The age is also the first age in which the geological record, if read with the right questions in mind, might be expected to bear witness. The Age of Capricorn left no trace that a modern survey could recover, because its operations were conducted from orbit and from the atmosphere, and involved only measurement. The Age of Sagittarius, by contrast, involved the displacement of planetary volumes of rock and water. It should, in principle, have left signatures. Whether such signatures have been detected and misinterpreted, have been detected and dismissed, or have simply not been looked for because the frame within which they would be interpretable has not been available to the modern earth sciences, is a question this corpus is not in a position to answer. It registers the question. The later chapters, particularly those addressing the catastrophe traditions and the flood, will have occasion to return to it.
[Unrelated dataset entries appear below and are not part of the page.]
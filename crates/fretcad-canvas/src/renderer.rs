//! Raster surface backed by tiny-skia.
//! Replays a draw list into a pixmap for PNG snapshots and previews.
//!
//! Features:
//! - Anti-aliased lines, dashes and dots
//! - Conversion to an `image::RgbImage`
//!
//! Text is not rasterised (there is no font stack); skipped labels are counted.

use std::path::Path;

use image::{Rgb, RgbImage};
use tiny_skia::{
    FillRule, Paint, PathBuilder, Pixmap, Rect as SkRect, Stroke, StrokeDash, Transform,
};

use crate::color::Color;
use crate::draw::{DrawCommand, DrawList, DrawSurface};
use crate::error::{RenderError, Result};

/// tiny-skia pixmap that implements [`DrawSurface`]
pub struct PixmapSurface {
    pixmap: Pixmap,
    skipped_text: usize,
}

impl PixmapSurface {
    pub fn new(width: u32, height: u32) -> Result<Self> {
        let pixmap =
            Pixmap::new(width, height).ok_or(RenderError::PixmapAllocation { width, height })?;
        Ok(Self {
            pixmap,
            skipped_text: 0,
        })
    }

    pub fn width(&self) -> u32 {
        self.pixmap.width()
    }

    pub fn height(&self) -> u32 {
        self.pixmap.height()
    }

    /// Labels dropped because text is not rasterised.
    pub fn skipped_text(&self) -> usize {
        self.skipped_text
    }

    pub fn pixmap(&self) -> &Pixmap {
        &self.pixmap
    }

    /// Colour of one pixel, alpha ignored.
    pub fn pixel_rgb(&self, x: u32, y: u32) -> Option<[u8; 3]> {
        let p = self.pixmap.pixel(x, y)?.demultiply();
        Some([p.red(), p.green(), p.blue()])
    }

    pub fn to_rgb_image(&self) -> RgbImage {
        let width = self.pixmap.width();
        let data = self.pixmap.data();
        RgbImage::from_fn(width, self.pixmap.height(), |x, y| {
            let idx = ((y * width + x) * 4) as usize;
            // Opaque background, so premultiplied equals straight colour
            Rgb([data[idx], data[idx + 1], data[idx + 2]])
        })
    }

    pub fn save_png(&self, path: &Path) -> Result<()> {
        self.to_rgb_image().save(path)?;
        tracing::info!("PNG snapshot written to {}", path.display());
        Ok(())
    }

    fn paint(color: Color) -> Paint<'static> {
        let mut paint = Paint::default();
        paint.set_color(color.into());
        paint.anti_alias = true;
        paint
    }

    fn stroke(width: f64, dash: Option<f64>) -> Stroke {
        Stroke {
            width: width as f32,
            dash: dash.and_then(|d| StrokeDash::new(vec![d as f32, d as f32], 0.0)),
            ..Default::default()
        }
    }

    fn rect(x: f64, y: f64, w: f64, h: f64) -> Option<SkRect> {
        SkRect::from_xywh(x as f32, y as f32, w as f32, h as f32)
    }

    fn replay(&mut self, command: &DrawCommand) {
        match command {
            DrawCommand::FillRect { rect, color } => {
                if let Some(r) = Self::rect(rect.x, rect.y, rect.width, rect.height) {
                    self.pixmap
                        .fill_rect(r, &Self::paint(*color), Transform::identity(), None);
                }
            }
            DrawCommand::StrokeRect {
                rect,
                color,
                width,
                dash,
            } => {
                if let Some(r) = Self::rect(rect.x, rect.y, rect.width, rect.height) {
                    let path = PathBuilder::from_rect(r);
                    self.pixmap.stroke_path(
                        &path,
                        &Self::paint(*color),
                        &Self::stroke(*width, *dash),
                        Transform::identity(),
                        None,
                    );
                }
            }
            DrawCommand::Line {
                from,
                to,
                color,
                width,
                dash,
            } => {
                let mut pb = PathBuilder::new();
                pb.move_to(from.x as f32, from.y as f32);
                pb.line_to(to.x as f32, to.y as f32);
                if let Some(path) = pb.finish() {
                    self.pixmap.stroke_path(
                        &path,
                        &Self::paint(*color),
                        &Self::stroke(*width, *dash),
                        Transform::identity(),
                        None,
                    );
                }
            }
            DrawCommand::Dot {
                center,
                radius,
                color,
            } => {
                if let Some(path) =
                    PathBuilder::from_circle(center.x as f32, center.y as f32, *radius as f32)
                {
                    self.pixmap.fill_path(
                        &path,
                        &Self::paint(*color),
                        FillRule::Winding,
                        Transform::identity(),
                        None,
                    );
                }
            }
            DrawCommand::Text { .. } => self.skipped_text += 1,
        }
    }
}

impl DrawSurface for PixmapSurface {
    fn draw(&mut self, list: &DrawList) {
        for command in list {
            self.replay(command);
        }
        if self.skipped_text > 0 {
            tracing::trace!("Pixmap skipped {} text labels", self.skipped_text);
        }
    }
}

impl std::fmt::Debug for PixmapSurface {
    fn fmt(&self, f: &mut std::fmt::Formatter<'_>) -> std::fmt::Result {
        f.debug_struct("PixmapSurface")
            .field("width", &self.width())
            .field("height", &self.height())
            .field("skipped_text", &self.skipped_text)
            .finish()
    }
}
Sagittarius closes with a world transformed. The mist has lifted. The sky is open to the sun. A single continental mass rises from a single ocean. The scientists have successfully conducted their first operation on the planet's surface, and the operation has produced the conditions under which the next operation — the introduction of the first living matter — can begin. The laboratories have, by this point, been established at the base sites selected during the Age of Capricorn. The atmospheric composition has been adjusted to support photosynthetic life. The first seeds are being prepared, in laboratories whose location the source does not specify but which can be inferred from the subsequent geography of sacred sites. And the Age of Scorpio, the third yom, is about to begin.

The next age is the age in which the first life appears on this world. That age is the Age of Scorpio, and it is the subject of the chapter that follows.